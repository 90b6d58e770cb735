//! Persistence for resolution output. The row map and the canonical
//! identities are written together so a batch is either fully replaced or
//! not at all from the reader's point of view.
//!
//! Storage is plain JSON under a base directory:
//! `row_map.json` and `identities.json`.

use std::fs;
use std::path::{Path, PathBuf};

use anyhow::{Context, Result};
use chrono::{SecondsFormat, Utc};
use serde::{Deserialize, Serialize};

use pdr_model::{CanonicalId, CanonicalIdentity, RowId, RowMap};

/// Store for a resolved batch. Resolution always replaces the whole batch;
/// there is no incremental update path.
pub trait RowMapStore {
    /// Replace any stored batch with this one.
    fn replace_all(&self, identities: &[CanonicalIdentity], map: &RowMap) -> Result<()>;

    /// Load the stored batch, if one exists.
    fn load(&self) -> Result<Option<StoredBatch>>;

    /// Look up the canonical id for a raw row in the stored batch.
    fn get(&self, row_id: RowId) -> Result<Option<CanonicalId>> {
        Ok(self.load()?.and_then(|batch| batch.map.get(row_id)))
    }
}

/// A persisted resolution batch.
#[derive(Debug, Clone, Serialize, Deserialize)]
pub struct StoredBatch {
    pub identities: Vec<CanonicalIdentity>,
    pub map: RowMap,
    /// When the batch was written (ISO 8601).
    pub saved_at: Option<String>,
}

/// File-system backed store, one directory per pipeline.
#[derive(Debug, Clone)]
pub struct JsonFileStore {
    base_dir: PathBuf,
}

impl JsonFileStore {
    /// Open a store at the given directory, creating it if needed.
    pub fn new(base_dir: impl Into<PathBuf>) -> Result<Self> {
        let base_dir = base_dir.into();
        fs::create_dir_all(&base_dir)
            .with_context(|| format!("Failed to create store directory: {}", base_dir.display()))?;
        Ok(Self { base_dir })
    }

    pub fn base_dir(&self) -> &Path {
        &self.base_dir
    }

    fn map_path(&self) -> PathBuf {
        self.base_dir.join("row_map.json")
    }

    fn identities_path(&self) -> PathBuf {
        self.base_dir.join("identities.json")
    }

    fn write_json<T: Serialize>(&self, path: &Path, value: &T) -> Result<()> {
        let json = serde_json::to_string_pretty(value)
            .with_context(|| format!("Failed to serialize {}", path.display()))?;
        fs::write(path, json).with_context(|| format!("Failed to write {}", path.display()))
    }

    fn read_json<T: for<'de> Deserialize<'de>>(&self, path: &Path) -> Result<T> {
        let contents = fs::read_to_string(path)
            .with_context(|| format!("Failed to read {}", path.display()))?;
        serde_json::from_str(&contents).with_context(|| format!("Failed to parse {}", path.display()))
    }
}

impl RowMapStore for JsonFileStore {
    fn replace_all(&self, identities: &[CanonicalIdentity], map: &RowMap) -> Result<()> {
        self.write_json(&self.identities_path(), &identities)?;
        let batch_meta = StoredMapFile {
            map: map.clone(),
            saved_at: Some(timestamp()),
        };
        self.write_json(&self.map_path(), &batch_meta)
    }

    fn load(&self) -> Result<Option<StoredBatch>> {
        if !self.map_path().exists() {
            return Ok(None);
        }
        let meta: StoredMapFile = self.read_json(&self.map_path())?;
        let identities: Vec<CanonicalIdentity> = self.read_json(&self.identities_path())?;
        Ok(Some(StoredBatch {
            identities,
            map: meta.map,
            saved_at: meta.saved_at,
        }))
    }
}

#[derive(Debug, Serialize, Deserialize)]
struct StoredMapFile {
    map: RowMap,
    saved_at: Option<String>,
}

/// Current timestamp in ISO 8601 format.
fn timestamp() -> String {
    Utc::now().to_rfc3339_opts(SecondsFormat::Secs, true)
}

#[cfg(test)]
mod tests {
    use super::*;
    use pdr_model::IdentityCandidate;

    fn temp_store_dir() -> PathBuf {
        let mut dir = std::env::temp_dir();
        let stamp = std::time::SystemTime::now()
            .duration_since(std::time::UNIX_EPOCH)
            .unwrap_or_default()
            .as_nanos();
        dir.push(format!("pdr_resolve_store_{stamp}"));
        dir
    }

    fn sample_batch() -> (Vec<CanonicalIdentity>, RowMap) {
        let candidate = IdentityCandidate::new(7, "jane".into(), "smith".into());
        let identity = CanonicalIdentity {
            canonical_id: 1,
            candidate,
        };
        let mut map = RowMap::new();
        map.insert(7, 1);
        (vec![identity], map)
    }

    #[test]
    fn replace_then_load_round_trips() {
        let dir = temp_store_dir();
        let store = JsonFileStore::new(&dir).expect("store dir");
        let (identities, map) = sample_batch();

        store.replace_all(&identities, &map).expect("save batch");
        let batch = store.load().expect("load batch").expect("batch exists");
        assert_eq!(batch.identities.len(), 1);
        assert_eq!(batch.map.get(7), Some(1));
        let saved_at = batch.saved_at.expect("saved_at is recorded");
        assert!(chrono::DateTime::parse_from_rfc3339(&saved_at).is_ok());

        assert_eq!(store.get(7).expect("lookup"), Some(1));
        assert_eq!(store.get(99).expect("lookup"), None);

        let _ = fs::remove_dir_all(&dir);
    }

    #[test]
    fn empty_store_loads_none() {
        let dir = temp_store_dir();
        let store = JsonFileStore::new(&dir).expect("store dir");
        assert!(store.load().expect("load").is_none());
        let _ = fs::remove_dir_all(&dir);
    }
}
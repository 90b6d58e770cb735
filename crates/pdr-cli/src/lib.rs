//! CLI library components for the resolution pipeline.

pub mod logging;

...

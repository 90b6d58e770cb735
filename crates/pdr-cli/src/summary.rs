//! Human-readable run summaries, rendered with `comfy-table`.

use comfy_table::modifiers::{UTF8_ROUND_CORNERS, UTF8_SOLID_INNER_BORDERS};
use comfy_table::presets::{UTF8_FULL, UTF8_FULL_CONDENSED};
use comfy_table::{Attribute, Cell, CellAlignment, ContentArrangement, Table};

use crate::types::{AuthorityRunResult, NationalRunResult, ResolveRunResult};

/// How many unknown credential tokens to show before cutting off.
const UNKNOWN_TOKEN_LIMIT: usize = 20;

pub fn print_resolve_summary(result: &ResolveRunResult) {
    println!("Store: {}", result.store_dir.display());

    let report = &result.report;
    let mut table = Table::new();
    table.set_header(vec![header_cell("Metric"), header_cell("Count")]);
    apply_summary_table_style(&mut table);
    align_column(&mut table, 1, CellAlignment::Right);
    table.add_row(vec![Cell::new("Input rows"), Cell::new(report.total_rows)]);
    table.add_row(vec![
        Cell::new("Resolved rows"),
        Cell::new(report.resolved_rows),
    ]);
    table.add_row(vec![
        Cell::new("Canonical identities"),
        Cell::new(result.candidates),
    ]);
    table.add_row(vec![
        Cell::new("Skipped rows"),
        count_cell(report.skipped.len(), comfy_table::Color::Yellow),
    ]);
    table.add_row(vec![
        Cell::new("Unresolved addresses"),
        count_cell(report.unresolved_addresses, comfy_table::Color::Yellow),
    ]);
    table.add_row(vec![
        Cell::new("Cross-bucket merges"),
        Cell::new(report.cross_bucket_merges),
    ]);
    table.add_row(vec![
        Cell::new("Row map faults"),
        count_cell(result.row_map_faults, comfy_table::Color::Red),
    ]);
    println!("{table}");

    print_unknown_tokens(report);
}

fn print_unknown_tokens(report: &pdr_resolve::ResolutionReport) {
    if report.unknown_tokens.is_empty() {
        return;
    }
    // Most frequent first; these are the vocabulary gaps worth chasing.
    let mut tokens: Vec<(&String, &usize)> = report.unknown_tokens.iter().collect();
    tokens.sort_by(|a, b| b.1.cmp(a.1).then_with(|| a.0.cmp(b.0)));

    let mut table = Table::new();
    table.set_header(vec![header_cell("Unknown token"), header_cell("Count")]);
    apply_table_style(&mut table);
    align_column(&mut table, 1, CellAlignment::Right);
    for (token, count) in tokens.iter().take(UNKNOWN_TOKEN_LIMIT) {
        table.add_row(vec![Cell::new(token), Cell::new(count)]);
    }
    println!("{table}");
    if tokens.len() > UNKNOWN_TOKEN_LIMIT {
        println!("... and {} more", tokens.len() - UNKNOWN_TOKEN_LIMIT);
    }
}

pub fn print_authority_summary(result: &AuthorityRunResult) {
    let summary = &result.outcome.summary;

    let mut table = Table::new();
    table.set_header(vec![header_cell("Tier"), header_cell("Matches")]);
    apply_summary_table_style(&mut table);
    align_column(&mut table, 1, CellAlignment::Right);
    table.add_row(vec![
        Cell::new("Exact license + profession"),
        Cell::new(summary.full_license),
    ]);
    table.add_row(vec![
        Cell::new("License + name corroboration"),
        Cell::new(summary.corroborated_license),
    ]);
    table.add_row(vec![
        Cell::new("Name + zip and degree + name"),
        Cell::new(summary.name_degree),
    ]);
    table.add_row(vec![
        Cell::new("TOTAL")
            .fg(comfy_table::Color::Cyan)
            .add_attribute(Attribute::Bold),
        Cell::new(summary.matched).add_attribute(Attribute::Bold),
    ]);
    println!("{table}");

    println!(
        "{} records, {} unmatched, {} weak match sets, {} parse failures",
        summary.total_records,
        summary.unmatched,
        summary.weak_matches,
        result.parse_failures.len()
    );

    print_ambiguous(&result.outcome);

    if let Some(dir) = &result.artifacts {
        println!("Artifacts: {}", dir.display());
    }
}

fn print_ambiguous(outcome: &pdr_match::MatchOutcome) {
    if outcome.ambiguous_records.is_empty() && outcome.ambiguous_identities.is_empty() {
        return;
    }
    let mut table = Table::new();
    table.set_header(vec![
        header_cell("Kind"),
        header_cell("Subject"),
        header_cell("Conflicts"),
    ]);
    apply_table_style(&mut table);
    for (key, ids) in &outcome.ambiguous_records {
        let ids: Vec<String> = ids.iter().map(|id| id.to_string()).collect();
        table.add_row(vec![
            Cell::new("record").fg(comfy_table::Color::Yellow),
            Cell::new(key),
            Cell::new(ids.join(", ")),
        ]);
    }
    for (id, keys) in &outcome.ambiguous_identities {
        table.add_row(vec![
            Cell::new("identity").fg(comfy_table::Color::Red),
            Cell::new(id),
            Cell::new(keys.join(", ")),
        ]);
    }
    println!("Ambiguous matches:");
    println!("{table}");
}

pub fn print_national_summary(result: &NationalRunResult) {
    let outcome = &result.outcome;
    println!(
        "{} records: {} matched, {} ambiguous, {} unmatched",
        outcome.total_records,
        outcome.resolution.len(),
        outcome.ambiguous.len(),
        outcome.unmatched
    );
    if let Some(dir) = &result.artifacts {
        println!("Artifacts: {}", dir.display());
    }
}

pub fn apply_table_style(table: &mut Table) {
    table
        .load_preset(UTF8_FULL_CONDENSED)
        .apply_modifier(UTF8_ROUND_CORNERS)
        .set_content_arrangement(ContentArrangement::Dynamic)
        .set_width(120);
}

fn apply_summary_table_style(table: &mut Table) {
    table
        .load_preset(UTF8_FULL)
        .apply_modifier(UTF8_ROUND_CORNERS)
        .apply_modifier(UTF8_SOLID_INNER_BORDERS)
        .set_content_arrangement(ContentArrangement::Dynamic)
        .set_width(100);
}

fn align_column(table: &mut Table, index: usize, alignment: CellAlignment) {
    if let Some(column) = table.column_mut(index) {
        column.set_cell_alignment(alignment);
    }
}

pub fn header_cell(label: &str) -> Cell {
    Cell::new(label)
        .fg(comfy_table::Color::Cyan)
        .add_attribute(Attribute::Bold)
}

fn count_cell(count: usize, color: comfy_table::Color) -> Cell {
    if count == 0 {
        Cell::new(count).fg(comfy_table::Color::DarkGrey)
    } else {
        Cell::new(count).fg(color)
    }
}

▸ **Your assignment**
In the records above, find each line with the word "filename" and copy it.

▸ **Response box**
filename crates/pdr-cli/src/lib.rs
filename crates/pdr-cli/src/summary.rs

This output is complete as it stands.